3. A composition according to claim 1 wherein said organic amine is ethylenediamine.
4. A composition according to claim 1 wherein said water soluble solvent is water.
5. A composition according to claim 1 wherein the volume ratio of ethylene diamine:KOH:H2 O is 20:1.8:78.2.

The present invention relates to petroleum refining systems and specifically to the desalter operation.

1. BACKGROUND OF THE INVENTION

The crude petroleum oil, often referred to as charge, entering a petroleum refinery contains a number of impurities harmful to the efficient operation of the refinery and detrimental to the quality of the final petroleum product. Salts, such as primarily magnesium chloride, sodium chloride and calcium chloride, are present and generally range between 3 and 200 pounds per thousand barrels of crude.
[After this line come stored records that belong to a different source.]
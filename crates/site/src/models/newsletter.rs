//! Newsletter subscribers.

use chrono::{DateTime, Utc};
use serde::Serialize;
use serde_json::Value;

use codevente_core::{Email, SubscriberId};

use crate::validation::{FieldRule, Schema, ValidationErrors, validate};

/// Field rules for `POST /api/newsletter`.
pub const NEWSLETTER_SCHEMA: Schema = &[FieldRule::email("email")];

/// A validated subscription request, not yet stored.
#[derive(Debug, Clone, PartialEq, Eq)]
pub struct NewNewsletterSubscriber {
    pub email: Email,
}

impl NewNewsletterSubscriber {
    /// Validate a raw newsletter signup payload.
    ///
    /// # Errors
    ///
    /// Returns every violated constraint.
    pub fn from_payload(payload: &Value) -> Result<Self, ValidationErrors> {
        let mut fields = validate(NEWSLETTER_SCHEMA, payload)?;

        Ok(Self {
            email: fields.email("email")?,
        })
    }
}

/// A stored newsletter subscriber.
#[derive(Debug, Clone, PartialEq, Eq, Serialize)]
#[serde(rename_all = "camelCase")]
pub struct NewsletterSubscriber {
    pub id: SubscriberId,
    pub email: Email,
    pub created_at: DateTime<Utc>,
}

impl NewsletterSubscriber {
    pub(crate) fn new(
        id: SubscriberId,
        created_at: DateTime<Utc>,
        new: NewNewsletterSubscriber,
    ) -> Self {
        Self {
            id,
            email: new.email,
            created_at,
        }
    }
}

#[cfg(test)]
#[allow(clippy::unwrap_used)]
mod tests {
    use serde_json::json;

    use super::*;

    #[test]
    fn test_valid_email() {
        let new = NewNewsletterSubscriber::from_payload(&json!({ "email": "a@b.com" })).unwrap();
        assert_eq!(new.email.as_str(), "a@b.com");
    }

    #[test]
    fn test_malformed_email() {
        let errors =
            NewNewsletterSubscriber::from_payload(&json!({ "email": "not-an-email" })).unwrap_err();
        assert!(errors.has_field("email"));
    }

    #[test]
    fn test_structurally_invalid_emails_are_rejected() {
        for email in [
            "a@b.c",
            ".a@b.com",
            "a.@b.com",
            "a..b@x.com",
            "<script>@x.com",
            "a@-x-.com",
            "a@x.c0m",
            "\"q\"@x.com",
        ] {
            let errors =
                NewNewsletterSubscriber::from_payload(&json!({ "email": email })).unwrap_err();
            assert_eq!(
                errors.errors()[0].message,
                "Please enter a valid email address",
                "{email}"
            );
        }
    }

    #[test]
    fn test_missing_email() {
        let errors = NewNewsletterSubscriber::from_payload(&json!({})).unwrap_err();
        assert_eq!(errors.errors()[0].message, "Required");
    }
}
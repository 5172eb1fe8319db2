//! Careers page route handlers.

use axum::{Json, extract::State, extract::rejection::JsonRejection};
use serde_json::Value;
use tracing::instrument;

use super::{ApiResponse, read_payload};
use crate::error::{AppError, Result, add_breadcrumb};
use crate::models::NewJobApplication;
use crate::state::AppState;

/// Shown after a job application is stored.
pub const APPLICATION_SUCCESS: &str =
    "Thank you for applying! We'll review your application and get back to you soon.";

/// Shown when the job application could not be stored.
pub const APPLICATION_FAILURE: &str = "Failed to submit job application. Please try again.";

/// Submit a job application.
///
/// POST /api/job-applications
///
/// Resume files are not accepted here; candidates link a portfolio or
/// `LinkedIn` profile instead.
#[instrument(skip_all)]
pub async fn apply(
    State(state): State<AppState>,
    payload: std::result::Result<Json<Value>, JsonRejection>,
) -> Result<Json<ApiResponse>> {
    let payload = read_payload(payload)?;
    let new = NewJobApplication::from_payload(&payload)?;

    let application = state
        .store()
        .create_job_application(new)
        .map_err(|e| AppError::from_store(e, APPLICATION_FAILURE))?;

    let id = application.id.to_string();
    tracing::info!(
        application_id = %id,
        position = %application.position,
        remote = application.remote,
        "Job application stored"
    );
    add_breadcrumb(
        "form",
        "Job application stored",
        Some(&[("application_id", id.as_str())]),
    );

    Ok(Json(ApiResponse::ok(APPLICATION_SUCCESS)))
}
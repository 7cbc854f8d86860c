//! Error taxonomy for the feed pipeline.
//!
//! Every failure the fetch/parse/cache path can produce is one of the
//! [`FeedError`] variants below. Each variant carries a stable numeric code
//! for log correlation plus enough structured context (`metadata()`) to be
//! logged without string-parsing the message.

use std::collections::HashMap;
use std::time::Duration;
use thiserror::Error;

/// Boxed error cause carried by the wrapping variants.
pub type BoxError = Box<dyn std::error::Error + Send + Sync>;

/// Errors that can occur while fetching, parsing, or serving a feed.
///
/// The set is closed: callers can match exhaustively and rely on the codes
/// staying stable across releases.
#[derive(Debug, Error)]
pub enum FeedError {
    /// The byte stream handed to the parser was zero length.
    #[error("feed input is empty")]
    EmptyInput,

    /// A string could not be parsed as a feed or item URL.
    #[error("invalid URL: {0}")]
    InvalidUrl(String),

    /// Network-level failure (transport error or non-2xx response).
    #[error("network error{}: {source}", fmt_status(.status))]
    Network {
        source: BoxError,
        /// HTTP status code, when a response was received at all.
        status: Option<u16>,
    },

    /// The underlying XML walk reported a structural error.
    #[error("parse error: {source}")]
    Parse { source: BoxError },

    /// The data was readable but unusable for the stated reason.
    #[error("invalid data: {reason}")]
    InvalidData { reason: String },

    /// A field required to construct an item was missing or empty.
    #[error("missing required field: {field}")]
    MissingField { field: &'static str },

    /// A publish date matched none of the configured patterns.
    #[error("could not parse date {value:?} using {} formats", .attempted.len())]
    InvalidDate {
        value: String,
        attempted: Vec<String>,
    },

    /// The operation exceeded the configured parse timeout.
    #[error("timed out after {elapsed:.1?}")]
    Timeout { elapsed: Duration },

    /// The input was recognizably a different syndication format.
    #[error("unsupported feed format: {detected}")]
    UnsupportedFormat { detected: String },

    /// The walk completed cleanly but produced zero items.
    ///
    /// Distinct from [`FeedError::EmptyInput`]: something was sent, it just
    /// contained no usable items.
    #[error("feed contains no items")]
    EmptyFeed,
}

fn fmt_status(status: &Option<u16>) -> String {
    match status {
        Some(code) => format!(" (status {code})"),
        None => String::new(),
    }
}

impl FeedError {
    /// Wraps an underlying cause as a [`FeedError::Parse`].
    pub fn parse(source: impl Into<BoxError>) -> Self {
        FeedError::Parse {
            source: source.into(),
        }
    }

    /// Wraps an underlying cause as a [`FeedError::Network`] without a status.
    pub fn network(source: impl Into<BoxError>) -> Self {
        FeedError::Network {
            source: source.into(),
            status: None,
        }
    }

    /// Wraps an underlying cause as a [`FeedError::Network`] with a status code.
    pub fn network_status(source: impl Into<BoxError>, status: u16) -> Self {
        FeedError::Network {
            source: source.into(),
            status: Some(status),
        }
    }

    /// Stable numeric code for this error, for telemetry correlation.
    pub fn code(&self) -> u16 {
        match self {
            FeedError::EmptyInput => 1001,
            FeedError::InvalidUrl(_) => 1002,
            FeedError::Network { .. } => 1003,
            FeedError::Parse { .. } => 1004,
            FeedError::InvalidData { .. } => 1005,
            FeedError::MissingField { .. } => 1006,
            FeedError::InvalidDate { .. } => 1007,
            FeedError::Timeout { .. } => 1008,
            FeedError::UnsupportedFormat { .. } => 1009,
            FeedError::EmptyFeed => 1010,
        }
    }

    /// Why the operation failed, independent of the specific input.
    pub fn failure_reason(&self) -> &'static str {
        match self {
            FeedError::EmptyInput => "The provided input contains no bytes",
            FeedError::InvalidUrl(_) => "The URL format is not valid",
            FeedError::Network { .. } => "Failed to fetch data from the network",
            FeedError::Parse { .. } => "Failed to parse the feed content",
            FeedError::InvalidData { .. } => "The data format is not valid",
            FeedError::MissingField { .. } => "A required field is missing from the feed",
            FeedError::InvalidDate { .. } => "The date format in the feed is not recognized",
            FeedError::Timeout { .. } => "The operation took too long",
            FeedError::UnsupportedFormat { .. } => "The feed format is not supported",
            FeedError::EmptyFeed => "The feed contains no items",
        }
    }

    /// A suggestion for recovering from the error.
    pub fn recovery_suggestion(&self) -> &'static str {
        match self {
            FeedError::EmptyInput => "Ensure the feed source returns content",
            FeedError::InvalidUrl(_) => "Check the URL format and try again",
            FeedError::Network { .. } => "Check the connection and try again",
            FeedError::Parse { .. } => "Verify that the source contains valid RSS markup",
            FeedError::InvalidData { .. } => "Ensure the feed follows the RSS specification",
            FeedError::MissingField { .. } => "Ensure all required fields are present in the feed",
            FeedError::InvalidDate { .. } => "Ensure the feed uses standard date formats",
            FeedError::Timeout { .. } => "Try a smaller feed or raise the configured timeout",
            FeedError::UnsupportedFormat { .. } => "Provide an RSS formatted feed",
            FeedError::EmptyFeed => "Verify the feed source publishes items",
        }
    }

    /// Key/value context for structured logging.
    ///
    /// Always contains `error_code` and `error_type`; variant-specific keys
    /// carry the offending value, status code, or underlying cause.
    pub fn metadata(&self) -> HashMap<&'static str, String> {
        let mut meta = HashMap::new();
        meta.insert("error_code", self.code().to_string());
        meta.insert("error_type", variant_name(self).to_string());

        match self {
            FeedError::InvalidUrl(url) => {
                meta.insert("url", url.clone());
            }
            FeedError::Network { source, status } => {
                meta.insert("underlying_error", source.to_string());
                if let Some(code) = status {
                    meta.insert("status_code", code.to_string());
                }
            }
            FeedError::Parse { source } => {
                meta.insert("underlying_error", source.to_string());
            }
            FeedError::InvalidData { reason } => {
                meta.insert("reason", reason.clone());
            }
            FeedError::MissingField { field } => {
                meta.insert("field", (*field).to_string());
            }
            FeedError::InvalidDate { value, attempted } => {
                meta.insert("date_string", value.clone());
                meta.insert("attempted_formats", attempted.join(", "));
            }
            FeedError::Timeout { elapsed } => {
                meta.insert("duration_ms", elapsed.as_millis().to_string());
            }
            FeedError::UnsupportedFormat { detected } => {
                meta.insert("format", detected.clone());
            }
            FeedError::EmptyInput | FeedError::EmptyFeed => {}
        }

        meta
    }
}

fn variant_name(error: &FeedError) -> &'static str {
    match error {
        FeedError::EmptyInput => "empty_input",
        FeedError::InvalidUrl(_) => "invalid_url",
        FeedError::Network { .. } => "network",
        FeedError::Parse { .. } => "parse",
        FeedError::InvalidData { .. } => "invalid_data",
        FeedError::MissingField { .. } => "missing_field",
        FeedError::InvalidDate { .. } => "invalid_date",
        FeedError::Timeout { .. } => "timeout",
        FeedError::UnsupportedFormat { .. } => "unsupported_format",
        FeedError::EmptyFeed => "empty_feed",
    }
}

/// Equality for the wrapping variants compares only the rendered description
/// of the underlying cause, not structural identity. Two independently
/// constructed errors wrapping equal-looking causes compare equal. This is a
/// documented simplification.
impl PartialEq for FeedError {
    fn eq(&self, other: &Self) -> bool {
        use FeedError::*;
        match (self, other) {
            (EmptyInput, EmptyInput) | (EmptyFeed, EmptyFeed) => true,
            (InvalidUrl(a), InvalidUrl(b)) => a == b,
            (Network { source: a, .. }, Network { source: b, .. }) => {
                a.to_string() == b.to_string()
            }
            (Parse { source: a }, Parse { source: b }) => a.to_string() == b.to_string(),
            (InvalidData { reason: a }, InvalidData { reason: b }) => a == b,
            (MissingField { field: a }, MissingField { field: b }) => a == b,
            (
                InvalidDate {
                    value: a,
                    attempted: fa,
                },
                InvalidDate {
                    value: b,
                    attempted: fb,
                },
            ) => a == b && fa == fb,
            (Timeout { elapsed: a }, Timeout { elapsed: b }) => a == b,
            (UnsupportedFormat { detected: a }, UnsupportedFormat { detected: b }) => a == b,
            _ => false,
        }
    }
}

impl Eq for FeedError {}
These salts are unstable at elevated temperatures. If allowed to remain with the petroleum charge throughout the various stages of the refinery operation the salts will dissociate and the chloride ion will hydrolyze to form hydrochloric acid. HCl, as well as organic acids which are present to varying degrees in the petroleum crude, contribute to corrosion in the main fractionator unit and other regions of the refinery system where temperatures are elevated, and where water condenses.

In addition to sodium, magnesium and calcium salts, other metal salts such as potassium, nickel, vanadium, copper, iron and zinc may be found in various concentrations. These metals contribute to heat exchanger fouling, furnace coking, catalyst poisoning and end product degradation.

Crude oil desalting is a common emulsion breaking method where the emulsion is first intentionally formed. Water is added in an amount of approximately between 5% and 10% by volume of crude. The added water is intimately mixed with the crude oil to contact the impurities therein, thereby transferring these impurities into the water phase of the emulsion. The emulsion is usually resolved with the assistance of emulsion breaking chemicals, which are characteristically surfactants, and by the known method of providing an electrical field to polarize the water droplets. Once the emulsion is broken, the water and petroleum media form distinct phases. The water phase is separated from the petroleum phase and subsequently removed from the desalter. The petroleum phase is directed further downstream for processing through the refinery operation.

Some of the impurities and water attempted to be removed by this method remain with the petroleum charge and ultimately result in the corrosion and fouling problems previously described. Various concepts which have attempted to resolve these continuing problems are described hereinbelow.

2. Prior Art

U.S. Pat. Nos. 2,913,406 and 3,033,781 (both to Hoover) disclose processes of inhibiting corrosion in petroleum refining systems in which a copper-ammonium-carbonate complex composition is added to either the liquid or vapor phases of the petroleum. The function of the copper ion in the complex is to act as a catalyst in removing oxygen present in the petroleum stream. Oxygen causes an increase in the rate of corrosion by reacting with acidic constituents at the cathodic reaction site.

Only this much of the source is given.